### Extracted material

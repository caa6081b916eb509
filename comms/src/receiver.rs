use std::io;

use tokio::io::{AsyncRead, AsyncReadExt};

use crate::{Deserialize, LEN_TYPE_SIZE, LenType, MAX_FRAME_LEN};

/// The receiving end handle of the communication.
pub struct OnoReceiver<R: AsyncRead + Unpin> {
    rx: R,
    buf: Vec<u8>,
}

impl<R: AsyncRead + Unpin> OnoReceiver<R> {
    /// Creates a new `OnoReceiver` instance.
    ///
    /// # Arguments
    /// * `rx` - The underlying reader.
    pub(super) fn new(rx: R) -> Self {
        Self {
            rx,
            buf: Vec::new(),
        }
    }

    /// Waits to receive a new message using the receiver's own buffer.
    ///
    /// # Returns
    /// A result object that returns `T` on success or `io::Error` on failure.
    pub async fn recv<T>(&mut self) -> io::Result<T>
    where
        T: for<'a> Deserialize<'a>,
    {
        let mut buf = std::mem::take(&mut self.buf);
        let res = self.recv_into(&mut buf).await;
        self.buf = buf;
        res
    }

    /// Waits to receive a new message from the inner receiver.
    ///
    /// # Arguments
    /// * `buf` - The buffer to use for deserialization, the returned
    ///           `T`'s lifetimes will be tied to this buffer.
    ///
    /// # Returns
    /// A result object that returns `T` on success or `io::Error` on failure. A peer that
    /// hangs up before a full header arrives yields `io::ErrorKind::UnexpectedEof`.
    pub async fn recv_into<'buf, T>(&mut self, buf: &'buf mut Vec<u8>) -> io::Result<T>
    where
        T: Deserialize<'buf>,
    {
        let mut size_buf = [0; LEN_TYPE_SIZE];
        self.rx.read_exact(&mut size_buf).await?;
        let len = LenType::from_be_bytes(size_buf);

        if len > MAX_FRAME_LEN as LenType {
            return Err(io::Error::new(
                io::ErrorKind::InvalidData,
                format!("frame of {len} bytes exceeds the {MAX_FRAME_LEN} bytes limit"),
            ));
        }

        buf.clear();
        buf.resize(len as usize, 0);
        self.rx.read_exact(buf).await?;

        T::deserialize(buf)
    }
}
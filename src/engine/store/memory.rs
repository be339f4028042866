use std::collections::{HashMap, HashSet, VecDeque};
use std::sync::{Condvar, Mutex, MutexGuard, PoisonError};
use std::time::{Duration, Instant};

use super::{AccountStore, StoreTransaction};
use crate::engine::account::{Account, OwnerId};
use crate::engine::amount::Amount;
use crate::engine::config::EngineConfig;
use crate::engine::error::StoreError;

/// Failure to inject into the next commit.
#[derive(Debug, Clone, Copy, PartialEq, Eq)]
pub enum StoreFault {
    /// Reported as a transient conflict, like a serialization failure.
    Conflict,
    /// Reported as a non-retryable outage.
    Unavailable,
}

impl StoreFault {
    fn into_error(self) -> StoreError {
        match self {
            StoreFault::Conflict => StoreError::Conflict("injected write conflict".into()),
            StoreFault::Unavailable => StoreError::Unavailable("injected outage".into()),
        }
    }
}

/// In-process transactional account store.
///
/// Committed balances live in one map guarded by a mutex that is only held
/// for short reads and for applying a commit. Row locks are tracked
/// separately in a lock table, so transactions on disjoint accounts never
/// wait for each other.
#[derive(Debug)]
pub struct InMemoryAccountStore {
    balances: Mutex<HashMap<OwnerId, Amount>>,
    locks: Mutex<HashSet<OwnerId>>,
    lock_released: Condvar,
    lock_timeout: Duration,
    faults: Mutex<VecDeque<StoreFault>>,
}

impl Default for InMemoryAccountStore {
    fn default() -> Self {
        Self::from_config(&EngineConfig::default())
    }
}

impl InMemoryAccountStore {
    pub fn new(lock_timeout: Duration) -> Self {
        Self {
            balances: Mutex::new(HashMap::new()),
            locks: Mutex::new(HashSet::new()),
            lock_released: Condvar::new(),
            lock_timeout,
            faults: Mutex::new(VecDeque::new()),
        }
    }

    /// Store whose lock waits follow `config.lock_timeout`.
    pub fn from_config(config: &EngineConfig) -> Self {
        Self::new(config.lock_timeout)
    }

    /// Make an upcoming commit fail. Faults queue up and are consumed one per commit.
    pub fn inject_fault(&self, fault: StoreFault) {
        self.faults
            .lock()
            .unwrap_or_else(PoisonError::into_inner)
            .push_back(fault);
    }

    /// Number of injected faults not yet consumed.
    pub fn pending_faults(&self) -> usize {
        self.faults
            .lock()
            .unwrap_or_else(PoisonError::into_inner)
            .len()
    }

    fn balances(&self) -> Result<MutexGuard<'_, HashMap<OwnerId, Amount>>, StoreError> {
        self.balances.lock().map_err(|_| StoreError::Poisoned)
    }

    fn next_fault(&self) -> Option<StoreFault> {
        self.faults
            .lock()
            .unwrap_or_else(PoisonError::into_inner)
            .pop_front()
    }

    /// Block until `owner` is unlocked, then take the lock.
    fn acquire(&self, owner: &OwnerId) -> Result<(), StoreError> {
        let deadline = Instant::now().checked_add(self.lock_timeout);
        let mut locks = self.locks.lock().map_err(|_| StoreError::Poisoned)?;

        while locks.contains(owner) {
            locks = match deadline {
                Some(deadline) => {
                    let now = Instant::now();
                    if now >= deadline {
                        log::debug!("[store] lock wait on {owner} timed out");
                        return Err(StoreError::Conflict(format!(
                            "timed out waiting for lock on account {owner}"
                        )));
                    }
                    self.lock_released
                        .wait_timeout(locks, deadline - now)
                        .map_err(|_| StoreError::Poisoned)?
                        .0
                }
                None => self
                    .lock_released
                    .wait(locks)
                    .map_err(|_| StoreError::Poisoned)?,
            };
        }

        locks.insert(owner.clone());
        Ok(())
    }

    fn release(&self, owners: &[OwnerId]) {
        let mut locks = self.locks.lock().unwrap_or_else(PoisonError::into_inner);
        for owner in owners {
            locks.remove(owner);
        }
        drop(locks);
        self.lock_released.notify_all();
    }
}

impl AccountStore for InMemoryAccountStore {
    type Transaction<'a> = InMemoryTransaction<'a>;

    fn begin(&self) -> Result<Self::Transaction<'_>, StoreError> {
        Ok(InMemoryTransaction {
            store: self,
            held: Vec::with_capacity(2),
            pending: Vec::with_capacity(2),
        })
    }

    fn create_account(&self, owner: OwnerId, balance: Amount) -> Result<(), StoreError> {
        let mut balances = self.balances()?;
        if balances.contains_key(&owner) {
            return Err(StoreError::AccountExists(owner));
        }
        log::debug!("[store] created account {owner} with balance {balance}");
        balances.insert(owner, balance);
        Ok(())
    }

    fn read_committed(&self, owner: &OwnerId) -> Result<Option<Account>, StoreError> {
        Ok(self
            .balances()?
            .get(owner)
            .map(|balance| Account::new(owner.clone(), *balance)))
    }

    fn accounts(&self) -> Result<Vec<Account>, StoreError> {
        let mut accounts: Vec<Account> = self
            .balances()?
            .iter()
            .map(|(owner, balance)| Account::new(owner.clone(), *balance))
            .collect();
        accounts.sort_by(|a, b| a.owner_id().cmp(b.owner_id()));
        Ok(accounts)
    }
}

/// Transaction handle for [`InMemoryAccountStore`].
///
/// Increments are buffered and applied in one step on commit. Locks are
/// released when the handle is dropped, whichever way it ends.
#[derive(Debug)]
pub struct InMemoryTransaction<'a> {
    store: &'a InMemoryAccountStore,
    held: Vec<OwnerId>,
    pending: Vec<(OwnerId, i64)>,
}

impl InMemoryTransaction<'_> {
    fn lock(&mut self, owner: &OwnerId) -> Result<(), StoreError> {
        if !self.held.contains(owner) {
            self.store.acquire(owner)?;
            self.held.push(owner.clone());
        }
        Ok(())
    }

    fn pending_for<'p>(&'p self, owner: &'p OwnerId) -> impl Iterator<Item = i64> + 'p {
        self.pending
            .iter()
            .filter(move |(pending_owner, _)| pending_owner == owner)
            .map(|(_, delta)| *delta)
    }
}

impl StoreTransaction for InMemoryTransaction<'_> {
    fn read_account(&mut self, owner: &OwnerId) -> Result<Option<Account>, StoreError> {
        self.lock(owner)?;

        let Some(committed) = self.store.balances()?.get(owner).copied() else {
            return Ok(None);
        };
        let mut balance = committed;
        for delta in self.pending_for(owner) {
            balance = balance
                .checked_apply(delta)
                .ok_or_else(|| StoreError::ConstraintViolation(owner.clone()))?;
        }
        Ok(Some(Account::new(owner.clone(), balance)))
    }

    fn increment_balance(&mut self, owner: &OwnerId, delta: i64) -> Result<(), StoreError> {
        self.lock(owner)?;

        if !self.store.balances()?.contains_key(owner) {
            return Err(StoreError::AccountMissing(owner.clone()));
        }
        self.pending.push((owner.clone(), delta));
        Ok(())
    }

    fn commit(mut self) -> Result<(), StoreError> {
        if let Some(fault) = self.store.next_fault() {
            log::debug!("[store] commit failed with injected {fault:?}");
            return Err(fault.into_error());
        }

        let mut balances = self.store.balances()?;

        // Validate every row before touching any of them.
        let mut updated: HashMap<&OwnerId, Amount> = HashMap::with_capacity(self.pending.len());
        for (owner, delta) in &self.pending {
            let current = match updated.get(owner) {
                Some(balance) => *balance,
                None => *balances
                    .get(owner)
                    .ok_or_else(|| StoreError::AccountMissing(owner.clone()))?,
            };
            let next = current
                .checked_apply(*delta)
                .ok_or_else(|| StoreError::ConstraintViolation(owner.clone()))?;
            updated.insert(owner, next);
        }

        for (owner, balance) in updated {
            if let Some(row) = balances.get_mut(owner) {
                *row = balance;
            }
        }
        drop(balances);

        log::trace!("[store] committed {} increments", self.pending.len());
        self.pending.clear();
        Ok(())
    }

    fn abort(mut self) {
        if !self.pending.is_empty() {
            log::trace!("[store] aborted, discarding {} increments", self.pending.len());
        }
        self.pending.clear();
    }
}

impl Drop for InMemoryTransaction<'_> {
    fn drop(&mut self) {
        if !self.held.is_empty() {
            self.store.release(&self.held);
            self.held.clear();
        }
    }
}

### Task statement
The lines to extract from the data above begin with the line containing "let mut balances = self.balances()?;" and end with the line containing "pub struct InMemoryTransaction<'a>". Extract them exactly, including both.

### Problem solution
        let mut balances = self.balances()?;
        if balances.contains_key(&owner) {
            return Err(StoreError::AccountExists(owner));
        }
        log::debug!("[store] created account {owner} with balance {balance}");
        balances.insert(owner, balance);
        Ok(())
    }

    fn read_committed(&self, owner: &OwnerId) -> Result<Option<Account>, StoreError> {
        Ok(self
            .balances()?
            .get(owner)
            .map(|balance| Account::new(owner.clone(), *balance)))
    }

    fn accounts(&self) -> Result<Vec<Account>, StoreError> {
        let mut accounts: Vec<Account> = self
            .balances()?
            .iter()
            .map(|(owner, balance)| Account::new(owner.clone(), *balance))
            .collect();
        accounts.sort_by(|a, b| a.owner_id().cmp(b.owner_id()));
        Ok(accounts)
    }
}

/// Transaction handle for [`InMemoryAccountStore`].
///
/// Increments are buffered and applied in one step on commit. Locks are
/// released when the handle is dropped, whichever way it ends.
#[derive(Debug)]
pub struct InMemoryTransaction<'a> {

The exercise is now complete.